From every cranny lined with velvet moss,
The hum of bee, the chirp of cricket swells;
And silently the lizard darts across.
How long ago, by summer breezes fanned,
Here stood the newborn Venus, fresh and fair;
All palpitating from the master’s hand,
The last touch of his chisel lingering there.

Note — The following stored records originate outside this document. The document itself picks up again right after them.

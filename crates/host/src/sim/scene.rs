use std::collections::BTreeMap;

use glam::Vec3;

use super::reflect::{HostValue, TypeRegistry};
use super::type_table::TypeTable;

#[derive(Debug, Clone, Copy, PartialEq, Eq, Hash, PartialOrd, Ord)]
pub struct ObjectId(pub u64);

#[derive(Debug, Clone, Copy, PartialEq)]
pub struct Transform {
    pub position: Vec3,
    pub forward: Vec3,
}

impl Default for Transform {
    fn default() -> Self {
        Self {
            position: Vec3::ZERO,
            forward: Vec3::Z,
        }
    }
}

impl Transform {
    pub fn at(position: Vec3) -> Self {
        Self {
            position,
            ..Self::default()
        }
    }
}

/// Read/write surface of a live host simulation.
///
/// Object handles are non-owning. The host may destroy any object between two
/// calls, so every accessor tolerates a stale handle and reports it as `None`
/// or `false` instead of failing.
pub trait Simulation {
    fn environment_id(&self) -> Option<String>;
    fn is_alive(&self, id: ObjectId) -> bool;
    fn position(&self, id: ObjectId) -> Option<Vec3>;
    fn forward(&self, id: ObjectId) -> Option<Vec3>;
    fn set_position(&mut self, id: ObjectId, position: Vec3) -> bool;
    fn set_forward(&mut self, id: ObjectId, forward: Vec3) -> bool;
    fn root_of(&self, id: ObjectId) -> Option<ObjectId>;
    /// True when `id` is `ancestor` itself or sits anywhere below it.
    fn is_in_hierarchy_of(&self, id: ObjectId, ancestor: ObjectId) -> bool;
    fn main_camera(&self) -> Option<ObjectId>;
    fn registry(&self) -> &dyn TypeRegistry;
}

#[derive(Debug, Clone)]
pub struct HostObject {
    pub id: ObjectId,
    pub name: String,
    pub transform: Transform,
    pub parent: Option<ObjectId>,
    pub attributes: BTreeMap<String, HostValue>,
}

#[derive(Debug, Default)]
struct ObjectIdAllocator {
    next: u64,
}

impl ObjectIdAllocator {
    fn allocate(&mut self) -> ObjectId {
        let id = ObjectId(self.next);
        self.next = self.next.saturating_add(1);
        id
    }
}

/// In-memory headless host. Holds a flat object list with parent links, the
/// environment label, the main camera, a roster of tracked characters and a
/// declarative type table answering [`TypeRegistry`] queries.
#[derive(Debug, Default)]
pub struct HostWorld {
    allocator: ObjectIdAllocator,
    objects: Vec<HostObject>,
    environment_id: Option<String>,
    main_camera: Option<ObjectId>,
    roster: Vec<ObjectId>,
    pub(super) types: TypeTable,
}

impl HostWorld {
    pub fn new() -> Self {
        Self::default()
    }

    pub fn spawn(&mut self, name: impl Into<String>, transform: Transform) -> ObjectId {
        self.spawn_internal(name.into(), transform, None)
    }

    pub fn spawn_child(
        &mut self,
        parent: ObjectId,
        name: impl Into<String>,
        transform: Transform,
    ) -> Option<ObjectId> {
        if !self.is_alive(parent) {
            return None;
        }
        Some(self.spawn_internal(name.into(), transform, Some(parent)))
    }

    fn spawn_internal(
        &mut self,
        name: String,
        transform: Transform,
        parent: Option<ObjectId>,
    ) -> ObjectId {
        let id = self.allocator.allocate();
        self.objects.push(HostObject {
            id,
            name,
            transform,
            parent,
            attributes: BTreeMap::new(),
        });
        id
    }

    /// Destroys the object and everything parented below it. Handles held by
    /// callers become stale.
    pub fn despawn(&mut self, id: ObjectId) -> bool {
        if !self.is_alive(id) {
            return false;
        }
        let doomed = self
            .objects
            .iter()
            .filter(|object| self.is_in_hierarchy_of(object.id, id))
            .map(|object| object.id)
            .collect::<Vec<_>>();
        self.objects.retain(|object| !doomed.contains(&object.id));
        if self.main_camera.is_some_and(|camera| doomed.contains(&camera)) {
            self.main_camera = None;
        }
        true
    }

    pub fn object(&self, id: ObjectId) -> Option<&HostObject> {
        self.objects.iter().find(|object| object.id == id)
    }

    pub fn object_mut(&mut self, id: ObjectId) -> Option<&mut HostObject> {
        self.objects.iter_mut().find(|object| object.id == id)
    }

    pub fn objects(&self) -> &[HostObject] {
        &self.objects
    }

    pub fn set_attribute(
        &mut self,
        id: ObjectId,
        attribute: impl Into<String>,
        value: HostValue,
    ) -> bool {
        match self.object_mut(id) {
            Some(object) => {
                object.attributes.insert(attribute.into(), value);
                true
            }
            None => false,
        }
    }

    pub fn attribute(&self, id: ObjectId, attribute: &str) -> Option<&HostValue> {
        self.object(id)
            .and_then(|object| object.attributes.get(attribute))
    }

    pub fn set_environment_id(&mut self, environment_id: Option<String>) {
        self.environment_id = environment_id;
    }

    pub fn set_main_camera(&mut self, camera: Option<ObjectId>) {
        self.main_camera = camera;
    }

    pub fn set_roster(&mut self, roster: Vec<ObjectId>) {
        self.roster = roster;
    }

    pub fn push_roster(&mut self, id: ObjectId) {
        self.roster.push(id);
    }

    pub fn roster(&self) -> &[ObjectId] {
        &self.roster
    }
}

impl Simulation for HostWorld {
    fn environment_id(&self) -> Option<String> {
        self.environment_id.clone()
    }

    fn is_alive(&self, id: ObjectId) -> bool {
        self.object(id).is_some()
    }

    fn position(&self, id: ObjectId) -> Option<Vec3> {
        self.object(id).map(|object| object.transform.position)
    }

    fn forward(&self, id: ObjectId) -> Option<Vec3> {
        self.object(id).map(|object| object.transform.forward)
    }

    fn set_position(&mut self, id: ObjectId, position: Vec3) -> bool {
        match self.object_mut(id) {
            Some(object) => {
                object.transform.position = position;
                true
            }
            None => false,
        }
    }

    fn set_forward(&mut self, id: ObjectId, forward: Vec3) -> bool {
        match self.object_mut(id) {
            Some(object) => {
                object.transform.forward = forward;
                true
            }
            None => false,
        }
    }

    fn root_of(&self, id: ObjectId) -> Option<ObjectId> {
        let mut current = self.object(id)?;
        while let Some(parent) = current.parent.and_then(|parent| self.object(parent)) {
            current = parent;
        }
        Some(current.id)
    }

    fn is_in_hierarchy_of(&self, id: ObjectId, ancestor: ObjectId) -> bool {
        let mut cursor = self.object(id);
        while let Some(object) = cursor {
            if object.id == ancestor {
                return true;
            }
            cursor = object.parent.and_then(|parent| self.object(parent));
        }
        false
    }

    fn main_camera(&self) -> Option<ObjectId> {
        self.main_camera.filter(|camera| self.is_alive(*camera))
    }

    fn registry(&self) -> &dyn TypeRegistry {
        self
    }
}

#[cfg(test)]
mod tests {
    use super::*;

    #[test]
    fn despawn_removes_children_and_stales_handles() {
        let mut world = HostWorld::new();
        let root = world.spawn("player", Transform::default());
        let child = world.spawn_child(root, "camera", Transform::default()).expect("child");
        let other = world.spawn("enemy", Transform::default());

        assert!(world.despawn(root));

        assert!(!world.is_alive(root));
        assert!(!world.is_alive(child));
        assert!(world.is_alive(other));
        assert!(!world.despawn(root));
        assert_eq!(world.position(child), None);
        assert!(!world.set_position(child, Vec3::ONE));
    }

    #[test]
    fn root_and_hierarchy_follow_parent_links() {
        let mut world = HostWorld::new();
        let root = world.spawn("rig", Transform::default());
        let mid = world.spawn_child(root, "body", Transform::default()).expect("mid");
        let leaf = world.spawn_child(mid, "camera", Transform::default()).expect("leaf");
        let stranger = world.spawn("stranger", Transform::default());

        assert_eq!(world.root_of(leaf), Some(root));
        assert!(world.is_in_hierarchy_of(leaf, root));
        assert!(world.is_in_hierarchy_of(root, root));
        assert!(!world.is_in_hierarchy_of(root, leaf));
        assert!(!world.is_in_hierarchy_of(stranger, root));
    }

    #[test]
    fn main_camera_is_hidden_once_destroyed() {
        let mut world = HostWorld::new();
        let camera = world.spawn("camera", Transform::default());
        world.set_main_camera(Some(camera));
        assert_eq!(world.main_camera(), Some(camera));

        world.despawn(camera);
        assert_eq!(world.main_camera(), None);
    }

    #[test]
    fn ids_are_never_reused() {
        let mut world = HostWorld::new();
        let first = world.spawn("a", Transform::default());
        world.despawn(first);
        let second = world.spawn("b", Transform::default());
        assert_ne!(first, second);
    }
}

“And surely this shall last!” he proudly thought;
“Fixed in immortal marble is my fame!”
Just here, where human hand has surely wrought,
Some crumbling letters may have spelled his name.
Lo que va de ayer á hoy
Tendida estaba en el jardín la estatua,
sin brazos ni cabeza;
y por su talle se enredaba en círculos
un cinturón de hiedra.
El pedestal poblaban los lagartos,
los grillos, las abejas;
y del vetusto mármol las heridas
de moho estaban llenas.
¿Y era aquélla la Venus que brotara
de una mano maestra
que, al golpe del cincel, dió forma y vida
á su bullente idea?
¡Cómo cambia la hoz de las edades
cuanto á su alcance encuentra!
¡Ayer la carne palpitando en mármol,
hoy un montón de piedra!
This poem is in the public domain. Published in Poem-a-Day on October 9, 2021, by the Academy of American Poets.
“Yesterday and To-Day” appeared in Pan-American Poems (The Gorham Press, 1918).